In the proof of Theorem 2, we bounded \(N \sum _{i=0}^{\tau _N -1} \langle \hbox {DW}^{\varepsilon ,\delta }(\mathbf {X}_i), \mathbf {X}_{i+1} - \mathbf {X}_i \rangle \) and \(\sum _{i=0}^{\tau _N -1} \mathbb {H}(\mathbf {X}_{i}, \hbox {DW}^{\varepsilon ,\delta }(\mathbf {X}_{i}))\) separately, resulting in bounds involving the maximum support of the various distributions. Looking at Eqs. (18) and (19), we see, for example, that the new probability density functions themselves do not depend on \(\mathcal {X}(\mathbf {X}_i)N\), and thus the likelihood ratio in (8) does not depend on \(\mathcal {X}(\mathbf {X}_i)N\), even though \(\mathcal {X}(\mathbf {X}_i)\) is needed in order to determine which probability density function is used.

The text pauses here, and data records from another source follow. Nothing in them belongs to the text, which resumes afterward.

//! # voxread-voice — turn arbitration for a voice-first reader
//!
//! Mediates one speech output channel and up to two speech input channels so
//! the dialogue layer never reasons about overlapping channel lifecycles.
//!
//! ```text
//! ┌───────────────────────────────────────────────────────────┐
//! │                       Turn Arbiter                        │
//! │  speak ───────────► SpeechOutput task ──┐                 │
//! │                        ▲                │ natural end     │
//! │                 cancel │                ▼                 │
//! │  barge-in ◄── interrupt SpeechInput ── select! ── result  │
//! │                                                           │
//! │  listen ──────────► SpeechInput (primary, retry forever)  │
//! └───────────────────────────────────────────────────────────┘
//! ```
//!
//! Invariants: speaking and primary listening are mutually exclusive; the
//! interrupt channel exists only beside in-flight speech; both input channels
//! are single-slot. A barge-in transcript cancels the speech cooperatively and
//! is handed back for dispatch before anything else happens.

pub mod arbiter;
pub mod backoff;
pub mod channel;
pub mod error;
pub mod remote;
pub mod scripted;

pub use arbiter::{SpeakResult, TurnArbiter};
pub use backoff::BackoffPolicy;
pub use channel::{
    Recognition, SpeakOutcome, SpeechInput, SpeechOutput, Transcript, TurnState, Utterance,
};
pub use error::{SpeechError, VoiceResult};
pub use remote::RemoteTts;
pub use scripted::{ChannelEvent, ChannelTrace, ScriptedInput, ScriptedOutput};
//! Integration tests for the turn arbiter on scripted backends.
//!
//! All tests run under paused tokio time, so scripted delays and backoff
//! sleeps resolve virtually and nothing depends on wall-clock pacing.

use std::sync::Arc;
use std::time::Duration;
use voxread_voice::{
    ChannelEvent, ChannelTrace, ScriptedInput, ScriptedOutput, SpeakResult, SpeechError,
    TurnArbiter, TurnState, Utterance,
};

fn utterance(text: &str) -> Utterance {
    Utterance::new(text, "en-US")
}

fn long_text() -> String {
    std::iter::repeat("sentence")
        .take(50)
        .collect::<Vec<_>>()
        .join(" ")
}

#[tokio::test(start_paused = true)]
async fn speak_completes_when_interrupt_script_is_exhausted() {
    let trace = ChannelTrace::new();
    let output = Arc::new(ScriptedOutput::new(trace.clone()));
    let input = Arc::new(ScriptedInput::new(trace.clone()));
    let mut arbiter = TurnArbiter::new(output, input);

    let result = arbiter
        .speak_with_barge_in(utterance("hello there reader"), "en-US")
        .await;

    assert!(matches!(result, SpeakResult::Completed));
    assert_eq!(arbiter.state(), TurnState::Idle);
    let cancelled = trace.events().iter().any(|e| {
        matches!(e, ChannelEvent::SpeakEnd { cancelled: true, .. })
    });
    assert!(!cancelled, "speech should have ended naturally");
    assert!(!trace.exclusion_violated());
}

#[tokio::test(start_paused = true)]
async fn barge_in_cancels_in_flight_speech() {
    let trace = ChannelTrace::new();
    let output = Arc::new(ScriptedOutput::new(trace.clone()));
    let input = Arc::new(ScriptedInput::new(trace.clone()).hear(100, "pause"));
    let mut arbiter = TurnArbiter::new(output, input);

    let result = arbiter
        .speak_with_barge_in(utterance(&long_text()), "en-US")
        .await;

    match result {
        SpeakResult::Interrupted(t) => {
            assert_eq!(t.text, "pause");
            assert!(t.via_barge_in);
        }
        other => panic!("expected barge-in, got {other:?}"),
    }
    assert_eq!(arbiter.state(), TurnState::Idle);
    let cancelled = trace.events().iter().any(|e| {
        matches!(e, ChannelEvent::SpeakEnd { cancelled: true, .. })
    });
    assert!(cancelled, "speech should have been cancelled");
    assert!(!trace.exclusion_violated());
}

#[tokio::test(start_paused = true)]
async fn benign_interrupt_closure_reopens_a_single_channel() {
    let trace = ChannelTrace::new();
    let output = Arc::new(ScriptedOutput::new(trace.clone()));
    let input = Arc::new(
        ScriptedInput::new(trace.clone())
            .miss(50, SpeechError::NoSpeech)
            .hear(50, "stop"),
    );
    let mut arbiter = TurnArbiter::new(output, input);

    let result = arbiter
        .speak_with_barge_in(utterance(&long_text()), "en-US")
        .await;

    assert!(matches!(result, SpeakResult::Interrupted(t) if t.text == "stop"));
    assert!(!trace.exclusion_violated(), "two interrupt channels were open at once");
    // Both the failed and the successful interrupt attempt show in the trace.
    let listens = trace
        .events()
        .iter()
        .filter(|e| matches!(e, ChannelEvent::ListenStart))
        .count();
    assert_eq!(listens, 2);
}

#[tokio::test(start_paused = true)]
async fn listen_retries_unbounded_until_heard() {
    let trace = ChannelTrace::new();
    let output = Arc::new(ScriptedOutput::new(trace.clone()));
    let input = Arc::new(
        ScriptedInput::new(trace.clone())
            .miss(0, SpeechError::NoSpeech)
            .miss(0, SpeechError::Recognition("engine offline".into()))
            .hear(0, "hello"),
    );
    let mut arbiter = TurnArbiter::new(output, input);

    let transcript = arbiter.listen("en-US").await.expect("transcript");

    assert_eq!(transcript.text, "hello");
    assert!(!transcript.via_barge_in);
    assert_eq!(arbiter.listen_attempts(), 3);
    assert_eq!(arbiter.state(), TurnState::Idle);
}

#[tokio::test(start_paused = true)]
async fn empty_transcripts_are_retried() {
    let trace = ChannelTrace::new();
    let output = Arc::new(ScriptedOutput::new(trace.clone()));
    let input = Arc::new(
        ScriptedInput::new(trace.clone())
            .hear(0, "   ")
            .hear(0, "resume"),
    );
    let mut arbiter = TurnArbiter::new(output, input);

    let transcript = arbiter.listen("en-US").await.expect("transcript");
    assert_eq!(transcript.text, "resume");
    assert_eq!(arbiter.listen_attempts(), 2);
}

#[tokio::test(start_paused = true)]
async fn exhausted_input_capability_ends_listening() {
    let trace = ChannelTrace::new();
    let output = Arc::new(ScriptedOutput::new(trace.clone()));
    let input = Arc::new(ScriptedInput::new(trace.clone()));
    let mut arbiter = TurnArbiter::new(output, input);

    let err = arbiter.listen("en-US").await.unwrap_err();
    assert_eq!(err, SpeechError::ChannelClosed);
}

#[tokio::test(start_paused = true)]
async fn synthesis_failure_resolves_as_completed() {
    let trace = ChannelTrace::new();
    let output = Arc::new(ScriptedOutput::new(trace.clone()).failing_on("broken"));
    let input = Arc::new(ScriptedInput::new(trace.clone()));
    let mut arbiter = TurnArbiter::new(output, input);

    arbiter.speak(utterance("this one is broken")).await;

    assert_eq!(arbiter.state(), TurnState::Idle);
    // Exactly one attempt: synthesis failures are abandoned, not retried.
    let speaks = trace
        .events()
        .iter()
        .filter(|e| matches!(e, ChannelEvent::SpeakStart(_)))
        .count();
    assert_eq!(speaks, 1);
}

#[tokio::test(start_paused = true)]
async fn speaking_and_primary_listening_never_overlap() {
    let trace = ChannelTrace::new();
    let output = Arc::new(ScriptedOutput::new(trace.clone()));
    let input = Arc::new(
        ScriptedInput::new(trace.clone())
            .hear(0, "first")
            .hear(30, "interrupting")
            .hear(0, "second"),
    );
    let mut arbiter = TurnArbiter::new(output, input);

    arbiter.speak(utterance("a short prompt")).await;
    let first = arbiter.listen("en-US").await.expect("first transcript");
    assert_eq!(first.text, "first");
    let raced = arbiter
        .speak_with_barge_in(utterance(&long_text()), "en-US")
        .await;
    assert!(matches!(raced, SpeakResult::Interrupted(_)));
    let second = arbiter.listen("en-US").await.expect("second transcript");
    assert_eq!(second.text, "second");

    assert!(!trace.exclusion_violated());
}

#[tokio::test(start_paused = true)]
async fn rate_shortens_playback() {
    let trace = ChannelTrace::new();
    let output = Arc::new(
        ScriptedOutput::new(trace.clone()).with_per_word(Duration::from_millis(100)),
    );
    let input = Arc::new(ScriptedInput::new(trace.clone()).hear(450, "too late"));
    let mut arbiter = TurnArbiter::new(output, input);

    // Five words at double rate: 250ms of playback, so the 450ms hearing
    // never lands and the utterance completes.
    let result = arbiter
        .speak_with_barge_in(
            Utterance::new("one two three four five", "en-US").with_delivery(2.0, 1.0),
            "en-US",
        )
        .await;
    assert!(matches!(result, SpeakResult::Completed));
}
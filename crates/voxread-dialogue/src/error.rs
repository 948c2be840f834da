//! Error types for the dialogue layer.

use thiserror::Error;
use voxread_voice::SpeechError;

pub type DialogueResult<T> = Result<T, DialogueError>;

/// Errors that end a dialogue run. Collaborator failures never appear here:
/// they are absorbed by local fallbacks so the conversation can proceed.
#[derive(Error, Debug)]
pub enum DialogueError {
    #[error(transparent)]
    Speech(#[from] SpeechError),

    #[error("configuration error: {0}")]
    Config(String),
}
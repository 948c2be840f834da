//! **Speech channels** — the capability boundary between the dialogue engine
//! and whatever actually produces and consumes audio.
//!
//! Implement `SpeechOutput` for a synthesis capability (platform TTS, a remote
//! speech API, a console printer) and `SpeechInput` for a recognition
//! capability. Both are driven exclusively by the [`TurnArbiter`], which owns
//! the exclusive/overlapping-use contract between them.
//!
//! [`TurnArbiter`]: crate::arbiter::TurnArbiter

use crate::error::SpeechError;
use async_trait::async_trait;
use chrono::{DateTime, Utc};
use tokio_util::sync::CancellationToken;

/// One utterance handed to the synthesis capability. Delivery parameters are
/// snapshotted at construction, so a rate or volume change never affects an
/// utterance already in flight.
#[derive(Debug, Clone, PartialEq)]
pub struct Utterance {
    pub text: String,
    /// Output locale tag, e.g. `en-US` or `hi-IN`.
    pub locale: String,
    /// Speaking rate multiplier (1.0 = natural).
    pub rate: f32,
    /// Playback volume in 0.0..=1.0.
    pub volume: f32,
}

impl Utterance {
    pub fn new(text: impl Into<String>, locale: impl Into<String>) -> Self {
        Self {
            text: text.into(),
            locale: locale.into(),
            rate: 1.0,
            volume: 1.0,
        }
    }

    pub fn with_delivery(mut self, rate: f32, volume: f32) -> Self {
        self.rate = rate;
        self.volume = volume;
        self
    }
}

/// How a synthesis attempt ended.
#[derive(Debug, Clone, PartialEq, Eq)]
pub enum SpeakOutcome {
    /// The utterance played to its natural end.
    Finished,
    /// Cancellation fired before the end; the remainder was discarded.
    Cancelled,
    /// The capability failed to render the utterance.
    Failed(String),
}

/// Ranked hypotheses from one recognition attempt.
#[derive(Debug, Clone, Default)]
pub struct Recognition {
    pub alternatives: Vec<String>,
}

impl Recognition {
    pub fn new(alternatives: Vec<String>) -> Self {
        Self { alternatives }
    }

    /// The alternative the arbiter acts on: first in rank order with any
    /// non-whitespace content.
    pub fn first_non_empty(&self) -> Option<&str> {
        self.alternatives
            .iter()
            .map(|s| s.trim())
            .find(|s| !s.is_empty())
    }
}

/// A recognized user utterance, as delivered to the dialogue layer.
#[derive(Debug, Clone)]
pub struct Transcript {
    pub text: String,
    /// Input locale the channel was bound to when this was heard.
    pub locale: String,
    pub heard_at: DateTime<Utc>,
    /// True when this arrived on the interrupt channel and cancelled speech.
    pub via_barge_in: bool,
}

/// Which channels the arbiter currently holds open.
///
/// `Speaking` and `ListeningPrimary` are mutually exclusive at every instant.
/// `ListeningInterrupt` means an interrupt recognition channel is open
/// alongside in-flight speech; it never exists on its own.
#[derive(Debug, Clone, Copy, PartialEq, Eq)]
pub enum TurnState {
    Idle,
    Speaking,
    ListeningPrimary,
    ListeningInterrupt,
}

/// Synthesis capability.
#[async_trait]
pub trait SpeechOutput: Send + Sync {
    /// Render the utterance to the user. Implementations must watch `cancel`
    /// and return `SpeakOutcome::Cancelled` promptly once it fires; the
    /// remainder of the utterance is discarded, never replayed.
    async fn speak(&self, utterance: Utterance, cancel: CancellationToken) -> SpeakOutcome;
}

/// Recognition capability.
#[async_trait]
pub trait SpeechInput: Send + Sync {
    /// Run one recognition attempt bound to `locale`. The binding is fixed for
    /// the lifetime of the attempt; a language change takes effect on the next
    /// call. Cancellation surfaces as `SpeechError::Aborted`, and the attempt
    /// must not consume user speech it did not deliver.
    async fn recognize(
        &self,
        locale: &str,
        cancel: CancellationToken,
    ) -> Result<Recognition, SpeechError>;
}

#[cfg(test)]
mod tests {
    use super::*;

    #[test]
    fn first_non_empty_skips_blank_alternatives() {
        let rec = Recognition::new(vec!["".into(), "   ".into(), " pause ".into()]);
        assert_eq!(rec.first_non_empty(), Some("pause"));
    }

    #[test]
    fn first_non_empty_on_empty_recognition() {
        assert_eq!(Recognition::default().first_non_empty(), None);
    }

    #[test]
    fn delivery_snapshot() {
        let u = Utterance::new("hello", "en-US").with_delivery(1.5, 0.6);
        assert_eq!(u.rate, 1.5);
        assert_eq!(u.volume, 0.6);
    }
}
//! Local file discovery: the user's home folders stand in for an uploaded
//! document library.

use crate::collab::{CollabError, FileEntry, FileSource};
use async_trait::async_trait;
use std::path::{Path, PathBuf};
use tracing::debug;
use walkdir::WalkDir;

/// Cap on announced files, matching what a numbered spoken list can carry.
const SCAN_CAP: usize = 20;

fn type_for_extension(ext: &str) -> Option<(&'static str, &'static str)> {
    match ext {
        "pdf" => Some(("PDF", "📄")),
        "docx" => Some(("Word Document", "📝")),
        "epub" => Some(("ePub", "📚")),
        "txt" => Some(("Text", "📃")),
        _ => None,
    }
}

/// `science_chapter` -> `Science Chapter`.
fn prettify(stem: &str) -> String {
    stem.replace('_', " ")
        .split_whitespace()
        .map(|word| {
            let mut chars = word.chars();
            match chars.next() {
                Some(first) => first.to_uppercase().collect::<String>() + chars.as_str(),
                None => String::new(),
            }
        })
        .collect::<Vec<_>>()
        .join(" ")
}

fn squash(name: &str) -> String {
    name.to_lowercase()
        .chars()
        .filter(|c| c.is_alphanumeric())
        .collect()
}

/// Scans a set of root directories (by default the user's Downloads,
/// Documents, and Desktop) one level deep for readable documents.
pub struct LocalLibrary {
    roots: Vec<PathBuf>,
}

impl LocalLibrary {
    pub fn with_roots(roots: Vec<PathBuf>) -> Self {
        Self { roots }
    }

    pub fn from_home() -> Self {
        let roots = dirs::home_dir()
            .map(|home| {
                ["Downloads", "Documents", "Desktop"]
                    .iter()
                    .map(|folder| home.join(folder))
                    .collect()
            })
            .unwrap_or_default();
        Self { roots }
    }

    fn candidates(&self) -> Vec<PathBuf> {
        let mut found = Vec::new();
        for root in &self.roots {
            if !root.is_dir() {
                continue;
            }
            for entry in WalkDir::new(root)
                .min_depth(1)
                .max_depth(1)
                .sort_by_file_name()
                .into_iter()
                .filter_map(Result::ok)
            {
                let path = entry.path();
                if path.is_file() && extension(path).and_then(type_for_extension).is_some() {
                    found.push(path.to_path_buf());
                }
            }
        }
        found
    }
}

fn extension(path: &Path) -> Option<&str> {
    path.extension().and_then(|e| e.to_str())
}

fn stem(path: &Path) -> &str {
    path.file_stem().and_then(|s| s.to_str()).unwrap_or("")
}

#[async_trait]
impl FileSource for LocalLibrary {
    async fn scan(&self) -> Result<Vec<FileEntry>, CollabError> {
        let entries: Vec<FileEntry> = self
            .candidates()
            .iter()
            .filter_map(|path| {
                let (kind, icon) = extension(path).and_then(type_for_extension)?;
                Some(FileEntry {
                    name: prettify(stem(path)),
                    kind: kind.to_string(),
                    icon: icon.to_string(),
                })
            })
            .take(SCAN_CAP)
            .collect();
        debug!(count = entries.len(), "local library scan");
        Ok(entries)
    }

    async fn load_text(&self, name: &str) -> Result<String, CollabError> {
        let wanted = squash(name);
        let mut matched: Option<PathBuf> = None;
        for path in self.candidates() {
            let candidate = squash(stem(&path));
            if candidate == wanted {
                matched = Some(path);
                break;
            }
            if candidate.contains(&wanted) && matched.is_none() {
                matched = Some(path);
            }
        }
        let path = matched.ok_or_else(|| CollabError::NotFound(name.to_string()))?;
        match extension(&path) {
            Some("txt") => tokio::fs::read_to_string(&path)
                .await
                .map_err(|e| CollabError::Unavailable(e.to_string())),
            other => Err(CollabError::Unavailable(format!(
                "no text extraction for {} files",
                other.unwrap_or("unknown")
            ))),
        }
    }
}

#[cfg(test)]
mod tests {
    use super::*;

    #[test]
    fn prettify_titles_words() {
        assert_eq!(prettify("science_chapter"), "Science Chapter");
        assert_eq!(prettify("maths notes"), "Maths Notes");
    }

    #[tokio::test]
    async fn scan_and_load_from_a_temp_root() {
        let dir = tempfile::tempdir().unwrap();
        std::fs::write(dir.path().join("science_chapter.txt"), "Leaves are green.").unwrap();
        std::fs::write(dir.path().join("notes.pdf"), b"%PDF-").unwrap();
        std::fs::write(dir.path().join("ignored.bin"), b"\x00").unwrap();

        let library = LocalLibrary::with_roots(vec![dir.path().to_path_buf()]);
        let files = library.scan().await.unwrap();
        let names: Vec<_> = files.iter().map(|f| f.name.as_str()).collect();
        assert!(names.contains(&"Science Chapter"));
        assert!(names.contains(&"Notes"));
        assert_eq!(files.len(), 2);

        let text = library.load_text("Science Chapter").await.unwrap();
        assert_eq!(text, "Leaves are green.");

        // A PDF is discoverable but not locally extractable.
        assert!(library.load_text("Notes").await.is_err());
        assert!(matches!(
            library.load_text("Unknown Book").await,
            Err(CollabError::NotFound(_))
        ));
    }
}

However, to use the mean value theorem in Lemma 3 we do need to keep this quantity throughout the proofs.

We can extend Theorem 2 to the following set of changes of measure; see also Remarks 11 and 16. We restrict ourselves to three regions only, since this is the easiest from an implementation perspective. Let

$$\begin{aligned} \hbox {DW}^{\varepsilon ,\delta }(\mathbf {x})&= (-(\rho _1(\mathbf {x}) + \rho _2(\mathbf {x}))\gamma , -\rho _1(\mathbf {x})\gamma , (\rho _1(\mathbf {x}) + \rho _2(\mathbf {x}))\theta ^*,\nonumber \\&\quad -\rho _1(\mathbf {x})\bar{\alpha }_{1,1}-\rho _2(\mathbf {x})\bar{\alpha }_{1,2}, -\rho _1(\mathbf {x})\bar{\alpha }_{2,1} - \rho _2(\mathbf {x})\bar{\alpha }_{2,2}), \end{aligned}$$
(26)

where

$$\begin{aligned} \bar{\alpha }_{1,1}\in & {} [0,-\bar{\alpha }_{2,1}-\theta ^*],\\ \bar{\alpha }_{2,1}\in & {} [-\widetilde{\theta }^{(2)},-\theta ^*], \\ \bar{\alpha }_{1,2}\in & {} [-\widetilde{\theta }^{(1)}, -\theta ^*], \\ \bar{\alpha }_{2,2}\in & {} [0,-\bar{\alpha }_{1,2} - \theta ^*] . \end{aligned}$$

Note that when queue j is the bottleneck queue, \(\widetilde{\theta }^{(j)} = \theta ^*\) and hence along the most likely path still the state-independent change of measure studied in [2, 9, 11] is used.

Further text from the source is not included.